The diagnosis is suspected based on clinical manifestations and is confirmed by histological analysis of small bowel biopsies showing villous atrophy and abnormal periodic acid-Schiff stain (PAS)-positive inclusion material in intestinal epithelium, without crypt hyperplasia. Electronic microscopy reveals microvillous atrophy and in most cases, microvillous inclusion vesicles in the cytoplasm of enterocytes. Molecular genetic testing has become essential to confirm the diagnosis.
The differential diagnosis includes rare congenital enteropathies such as autoimmune enteropathy, chloride diarrhea, congenital sodium diarrhea, and congenital tufting enteropathy.

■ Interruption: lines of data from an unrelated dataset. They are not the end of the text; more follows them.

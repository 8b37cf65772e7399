//! CLI binary for requisition-form.
//!
//! A thin shim over the library crate: one positional order file, one
//! `--pdf` switch. Everything else comes from the environment.

use anyhow::{Context, Result};
use clap::Parser;
use indicatif::{ProgressBar, ProgressStyle};
use requisition_form::{fill, FillConfig, FillProgressCallback, ProgressCallback};
use std::io;
use std::path::{Path, PathBuf};
use std::sync::Arc;
use std::time::Duration;
use tracing_subscriber::EnvFilter;

// ── ANSI colour helpers (no extra deps) ──────────────────────────────────────

fn green(s: &str) -> String {
    format!("\x1b[32m{s}\x1b[0m")
}
fn red(s: &str) -> String {
    format!("\x1b[31m{s}\x1b[0m")
}
fn dim(s: &str) -> String {
    format!("\x1b[2m{s}\x1b[0m")
}
fn bold(s: &str) -> String {
    format!("\x1b[1m{s}\x1b[0m")
}

// ── CLI progress callback using indicatif ────────────────────────────────────

/// Shows a byte bar while the blank form downloads, then one line per
/// written form and per conversion.
struct CliProgressCallback {
    download: ProgressBar,
}

impl CliProgressCallback {
    fn new() -> Arc<Self> {
        let download = ProgressBar::hidden();
        download.set_style(
            ProgressStyle::with_template(
                "{spinner:.cyan} {prefix:.bold}  [{bar:42.green/238}] {bytes}/{total_bytes}",
            )
            .unwrap_or_else(|_| ProgressStyle::default_bar())
            .progress_chars("█▉▊▋▌▍▎▏  "),
        );
        download.set_prefix("Blank form");
        Arc::new(Self { download })
    }
}

impl FillProgressCallback for CliProgressCallback {
    fn on_template_download(&self, downloaded: u64, total: Option<u64>) {
        if self.download.is_hidden() {
            self.download.set_draw_target(indicatif::ProgressDrawTarget::stderr());
            self.download.enable_steady_tick(Duration::from_millis(80));
        }
        if let Some(t) = total {
            if self.download.length() != Some(t) {
                self.download.set_length(t);
            }
        }
        self.download.set_position(downloaded);
    }

    fn on_fill_start(&self, total_forms: usize) {
        eprintln!(
            "Filling {} {}",
            bold(&total_forms.to_string()),
            if total_forms == 1 { "form" } else { "forms" }
        );
    }

    fn on_form_written(&self, sheet: usize, total: usize, path: &Path) {
        if !self.download.is_finished() {
            self.download.finish_and_clear();
        }
        eprintln!(
            "  {} Sheet {:>2}/{:<2}  {}",
            green("✓"),
            sheet,
            total,
            path.display()
        );
    }

    fn on_export_complete(&self, _xlsx: &Path, pdf: &Path) {
        eprintln!("  {} {}", green("✓"), pdf.display());
    }

    fn on_export_error(&self, xlsx: &Path, error: &str) {
        let first_line = error.lines().next().unwrap_or(error);
        eprintln!("  {} {}  {}", red("✗"), xlsx.display(), red(first_line));
    }

    fn on_fill_complete(&self, forms_written: usize, export_failures: usize) {
        if export_failures > 0 {
            eprintln!(
                "{}",
                dim("Failed to convert the form to pdf. Is Libreoffice installed and available on PATH?")
            );
        }
        eprintln!(
            "{} {} written{}",
            if export_failures == 0 { green("✔") } else { red("⚠") },
            bold(&forms_written.to_string()),
            if export_failures > 0 {
                format!(", {} not converted", red(&export_failures.to_string()))
            } else {
                String::new()
            }
        );
    }
}

const AFTER_HELP: &str = r#"EXAMPLES:
  # Fill the form(s) next to the order file
  yml2xls order.yml

  # Also convert every form to PDF (needs LibreOffice on PATH)
  yml2xls --pdf order.yml

ORDER FILE (YAML):
  vendor:             name, address, city, state, zip,
                      contact_name, contact_phone, phone, fax, url
  delivery_date, cost_object, submission_date (default: today)
  requestor_name      required
  requestor_phone     required
  supervisor_name     required
  use_for_project     required
  items:              required; key -> {desc, quantity (1), unit_price (N/A)}

  Ten items fit on one form. Longer orders produce order_00.xlsx,
  order_01.xlsx, ... each marked "Sheet i of n".

ENVIRONMENT VARIABLES:
  REQFORM_TEMPLATE    Path or URL of the blank form
                      (default: http://www.unl.edu/physics/docs/Requisition2014.xlsx)
  REQFORM_CONVERTER   PDF converter program (default: libreoffice)
  RUST_LOG            Log filter, e.g. info or requisition_form=debug
"#;

/// Fill the UNL Physics requisition form from a YAML order file.
#[derive(Parser, Debug)]
#[command(
    name = "yml2xls",
    version,
    about = "Fill the UNL Physics requisition form from a YAML order file",
    long_about = "Uses the information in a YAML order file to fill out the UNL Physics Dept. \
requisition form. If the order has more items than fit on one form, more forms are added \
automatically.",
    arg_required_else_help = true,
    color = clap::ColorChoice::Auto,
    after_long_help = AFTER_HELP
)]
struct Cli {
    /// A YAML file specifying the order items.
    input_file: PathBuf,

    /// Convert each filled form to PDF with LibreOffice.
    #[arg(long)]
    pdf: bool,
}

fn main() -> Result<()> {
    let cli = Cli::parse();

    // ── Logging setup ────────────────────────────────────────────────────
    // The progress lines cover normal feedback; RUST_LOG opens up the rest.
    tracing_subscriber::fmt()
        .with_env_filter(
            EnvFilter::try_from_default_env().unwrap_or_else(|_| EnvFilter::new("warn")),
        )
        .with_writer(io::stderr)
        .init();

    // ── Build config ─────────────────────────────────────────────────────
    let progress: ProgressCallback = CliProgressCallback::new();
    let config = FillConfig::builder()
        .apply_env()
        .export_pdf(cli.pdf)
        .progress_callback(progress)
        .build()
        .context("Invalid configuration")?;

    if cli.pdf {
        eprintln!("{}", dim("Converting output to pdf"));
    }

    // ── Run ──────────────────────────────────────────────────────────────
    // Conversion failures are reported by the callback and leave the exit
    // status untouched.
    fill(&cli.input_file, &config)
        .with_context(|| format!("Failed to fill requisition from {}", cli.input_file.display()))?;

    Ok(())
}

As MVID is a rare disease with no specific and systematic prenatal signs. Prenatal diagnosis is possible only if the specific gene mutation has been identified in an affected member of the family.
The inheritance pattern of MVID is autosomal recessive (parents of an affected individual have a probability of 25 % to transmit the causal mutation to their offspring). Genetic counseling should be offered to affected families in order to provide more information about this genetic condition, its risk of recurrence and the necessity/availability of prenatal diagnosis.
Management and treatment
To date, there is no curative therapy for MVID. Treatment involves total parenteral nutrition, intestinal transplantation (when long-term parenteral nutrition is no longer possible) and, when required, associated liver transplantation.
Due to the severity and precocity of the symptoms, as well as the long-term parenteral nutrition's complications, prognosis for MVID is generally poor. Causes of death include severe dehydration and metabolic imbalance, malnutrition, and sepsis.